There’s a famous quote by Kelsey Hightower about how the best code is the code you don’t write, which is exactly what you're saying.

One other thing I wanted to ask—about Terraform and the tools you mentioned. In many companies these days, I’ve noticed they keep infrastructure-related code separate from application code, treating configurations separately from product code. Do you follow that practice, or do you use a monorepo where both are part of the same workflow?

Ariel:
This came up in discussion today! The Australian office focuses on centralized infrastructure, similar to what AWS calls a landing zone. It defines the minimum requirements to manage an AWS account—things like reporting, automation accounts, and an EKS cluster.

We try to align infrastructure as code, Helm charts, application code, and container definitions all in one repository. I’ve seen the chaos that happens when you separate everything—when the container definition is in one repo, publishes to a registry, and the Helm chart is in another. It’s a mental overload!

I’ve been there at 7 PM, juggling four different repos on different branches, committing, pushing, changing tags, and deploying, only to have it all blow up.

People warn against putting all Terraform code in one massive blob, which can get unmanageable. We’re revisiting this, and I’m discussing it with someone who wants to consolidate everything into one repo. But you’ll always hit a boundary somewhere, and some level of coupling is inevitable.

For me, aligning application code with the container and infrastructure you're deploying is key. If you try to shove everything into one repo and hope it all lines up, it can get tricky.

I’m looking for a term to describe the scenario where a URL has to be perfect across different layers—like in the environment variable, Helm chart, and application config. If you come up with a phrase for it, let me know! It definitely needs a yak shaving moment!

Prathamesh:
Exactly! Maybe something like config shaving or a similar term. But shifting gears a bit, you’ve been in this industry for about 10 years now, right? What keeps you excited about your work? With so many changes happening and trends evolving, what drives you to stay engaged every day?

Ariel:
I consider myself deeply technical, so I’m always reading and learning. I often hop on the treadmill or bike and listen to lectures from conferences like Goto or LinuxConf.

What works for me, though, is the facilitative role I play—helping others do their jobs and make things easier. My journey started as an English teacher, transitioned to sysadmin, and now I’m in infrastructure and process delivery.

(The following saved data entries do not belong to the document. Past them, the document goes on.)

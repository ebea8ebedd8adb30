// Licensed under the Apache-2.0 license

//! Interrupt/event enrichment for documented regions.
//!
//! Peripherals that own an interrupt line conventionally expose an event
//! manager as a `_STATUS` / `_PENDING` / `_ENABLE` register triple with no
//! declared fields. When the descriptor left those registers bare, this
//! module synthesizes one field per event source so the pages and the
//! descriptor show what each bit means. Matching is purely by register
//! name suffix; anything that does not match is left untouched.
//!
//! The module hierarchy is an arena with possibly shared submodules, so
//! the depth-first walk guards against revisiting with a visited set. The
//! set is created fresh for every top-level call.

use crate::decompose::{DocumentedField, DocumentedRegion, DocumentedRegister};
use crate::types::{AccessMode, EventManager, ModuleIdx, ModuleKind, SocDescription};
use anyhow::{bail, Result};
use std::collections::HashSet;

/// The three conventional event-manager registers.
#[derive(Clone, Copy, Debug, PartialEq, Eq)]
enum EventRegisterKind {
    Status,
    Pending,
    Enable,
}

impl EventRegisterKind {
    fn from_register_name(name: &str) -> Option<Self> {
        if name.ends_with("_STATUS") {
            Some(Self::Status)
        } else if name.ends_with("_PENDING") {
            Some(Self::Pending)
        } else if name.ends_with("_ENABLE") {
            Some(Self::Enable)
        } else {
            None
        }
    }

    fn describe(&self, source: &str) -> String {
        match self {
            Self::Status => format!("Level of the `{}` event.", source),
            Self::Pending => format!(
                "`{}` event pending. Write a `1` to clear.",
                source
            ),
            Self::Enable => format!(
                "Write a `1` to enable the `{}` interrupt.",
                source
            ),
        }
    }

    fn access(&self) -> AccessMode {
        match self {
            Self::Status => AccessMode::ReadOnly,
            Self::Pending | Self::Enable => AccessMode::ReadWrite,
        }
    }
}

/// Collect every event manager reachable from `root`, depth first.
///
/// A fresh visited set guards against shared submodules being reported
/// twice (and against cycles in a malformed hierarchy).
pub fn gather_event_managers(soc: &SocDescription, root: ModuleIdx) -> Vec<EventManager> {
    let mut visited = HashSet::new();
    let mut found = Vec::new();
    walk(soc, root, &mut visited, &mut found);
    found
}

fn walk(
    soc: &SocDescription,
    idx: ModuleIdx,
    visited: &mut HashSet<ModuleIdx>,
    found: &mut Vec<EventManager>,
) {
    if !visited.insert(idx) {
        return;
    }
    let module = &soc.module_arena[idx];
    if let ModuleKind::EventManager(manager) = &module.kind {
        found.push(manager.clone());
    }
    for &sub in &module.submodules {
        walk(soc, sub, visited, found);
    }
}

/// Synthesize fields for a region's bare event-manager registers.
///
/// Best effort: regions without a module of the same name, or without an
/// event manager below it, are left as-is. Only registers matching the
/// conventional suffixes and declaring no fields are touched.
pub fn annotate_event_registers(soc: &SocDescription, region: &mut DocumentedRegion) {
    let Some(root) = soc.root_module_by_name(&region.name) else {
        return;
    };
    let managers = gather_event_managers(soc, root);
    let Some(manager) = managers.first() else {
        return;
    };
    for register in &mut region.registers {
        annotate_register(manager, register);
    }
}

fn annotate_register(manager: &EventManager, register: &mut DocumentedRegister) {
    if !register.fields.is_empty() {
        return;
    }
    let Some(kind) = EventRegisterKind::from_register_name(&register.name) else {
        return;
    };
    for (bit, source) in manager.sources.iter().enumerate() {
        let description = source
            .description
            .clone()
            .unwrap_or_else(|| kind.describe(&source.name));
        register.fields.push(DocumentedField {
            name: source.name.clone(),
            offset: bit,
            width: 1,
            reset: 0,
            access: kind.access(),
            description: Some(description),
            values: None,
            truncated_from: None,
        });
    }
}

/// Check that interrupt documentation can actually be produced.
///
/// Fatal when the caller asked for interrupt documentation but the SoC
/// description carries no interrupt map (no CPU/interrupt module was
/// elaborated).
pub fn require_interrupt_map(soc: &SocDescription) -> Result<()> {
    if soc.interrupt_map.is_none() {
        bail!(
            "interrupt documentation requested, but the SoC description \
             has no `interrupt_map` (no CPU/interrupt module)"
        );
    }
    Ok(())
}

#[cfg(test)]
mod tests {
    use super::*;
    use crate::types::{
        CsrRegion, CsrRegister, EventSource, SocModule,
    };

    fn soc_with_event_manager() -> SocDescription {
        let mut soc = SocDescription::new();
        let ev = soc.add_module(SocModule::event_manager(
            "ev",
            EventManager::new()
                .add_source(EventSource::new("zero"))
                .add_source(EventSource::new("overflow").with_description("Counter wrapped.")),
        ));
        let root = soc.add_module(SocModule::plain("timer0").add_submodule(ev));
        soc.add_root_module(root);
        soc
    }

    fn documented_timer_region() -> DocumentedRegion {
        let region = CsrRegion::new("timer0", 0x8000_0000, 32)
            .add_register(CsrRegister::new("ev_status", 2))
            .add_register(CsrRegister::new("ev_pending", 2))
            .add_register(CsrRegister::new("ev_enable", 2))
            .add_register(CsrRegister::new("value", 32));
        DocumentedRegion::from_region(&region).unwrap().unwrap()
    }

    #[test]
    fn test_event_registers_get_fields() {
        let soc = soc_with_event_manager();
        let mut region = documented_timer_region();
        annotate_event_registers(&soc, &mut region);

        let status = &region.registers[0];
        assert_eq!(status.fields.len(), 2);
        assert_eq!(status.fields[0].name, "zero");
        assert_eq!(status.fields[0].offset, 0);
        assert_eq!(
            status.fields[0].description.as_deref(),
            Some("Level of the `zero` event.")
        );
        // Explicit source descriptions win over the synthesized text.
        assert_eq!(
            status.fields[1].description.as_deref(),
            Some("Counter wrapped.")
        );

        let pending = &region.registers[1];
        assert!(pending.fields[0]
            .description
            .as_deref()
            .unwrap()
            .contains("Write a `1` to clear"));

        // Non-matching registers are untouched.
        assert!(region.registers[3].fields.is_empty());
    }

    #[test]
    fn test_registers_with_fields_are_untouched() {
        let soc = soc_with_event_manager();
        let region = CsrRegion::new("timer0", 0, 32).add_register(
            CsrRegister::new("ev_status", 2)
                .add_field(crate::types::CsrField::new("declared", 0, 2)),
        );
        let mut doc = DocumentedRegion::from_region(&region).unwrap().unwrap();
        annotate_event_registers(&soc, &mut doc);
        assert_eq!(doc.registers[0].fields.len(), 1);
        assert_eq!(doc.registers[0].fields[0].name, "declared");
    }

    #[test]
    fn test_shared_submodule_visited_once() {
        let mut soc = SocDescription::new();
        let shared = soc.add_module(SocModule::event_manager(
            "ev",
            EventManager::new().add_source(EventSource::new("done")),
        ));
        let a = soc.add_module(SocModule::plain("a").add_submodule(shared));
        let b = soc.add_module(SocModule::plain("b").add_submodule(shared));
        let root = soc.add_module(
            SocModule::plain("top").add_submodule(a).add_submodule(b),
        );
        soc.add_root_module(root);

        let managers = gather_event_managers(&soc, root);
        assert_eq!(managers.len(), 1);
    }

    #[test]
    fn test_consecutive_walks_are_independent() {
        // A second walk over the same root sees the full hierarchy again.
        let soc = soc_with_event_manager();
        let root = soc.root_module_by_name("timer0").unwrap();
        assert_eq!(gather_event_managers(&soc, root).len(), 1);
        assert_eq!(gather_event_managers(&soc, root).len(), 1);
    }

    #[test]
    fn test_missing_interrupt_map_is_fatal() {
        let soc = SocDescription::new();
        let err = require_interrupt_map(&soc).unwrap_err();
        assert!(err.to_string().contains("interrupt_map"));
    }
}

I couldn’t do pure ops where the same tasks are repeated. I thrive on new challenges! When I see technology come together and really “sing” for people, when everything fits into place and creates something greater than the sum of its parts—that’s incredibly rewarding for me.

Prathamesh:
When you mention watching talks from Goto or other conferences, how do you stay informed about what’s happening in the industry? Do you follow specific people, blogs, or accounts?

Ariel:
That's a great question! I have several email subscriptions that keep me updated. For example, I enjoy SRE Weekly by Lex Neva, as well as TLDRSec and WeeklyTF. And of course, I can’t forget SRE Stories—it’s essential! There’s also a platform engineering newsletter I subscribe to, though it's a bit infrequent.

I’m part of a few Slack and Discord channels, but they tend to be pretty quiet, especially compared to the fediverse. I hopped off Twitter a while back, so I rely more on these platforms and email newsletters.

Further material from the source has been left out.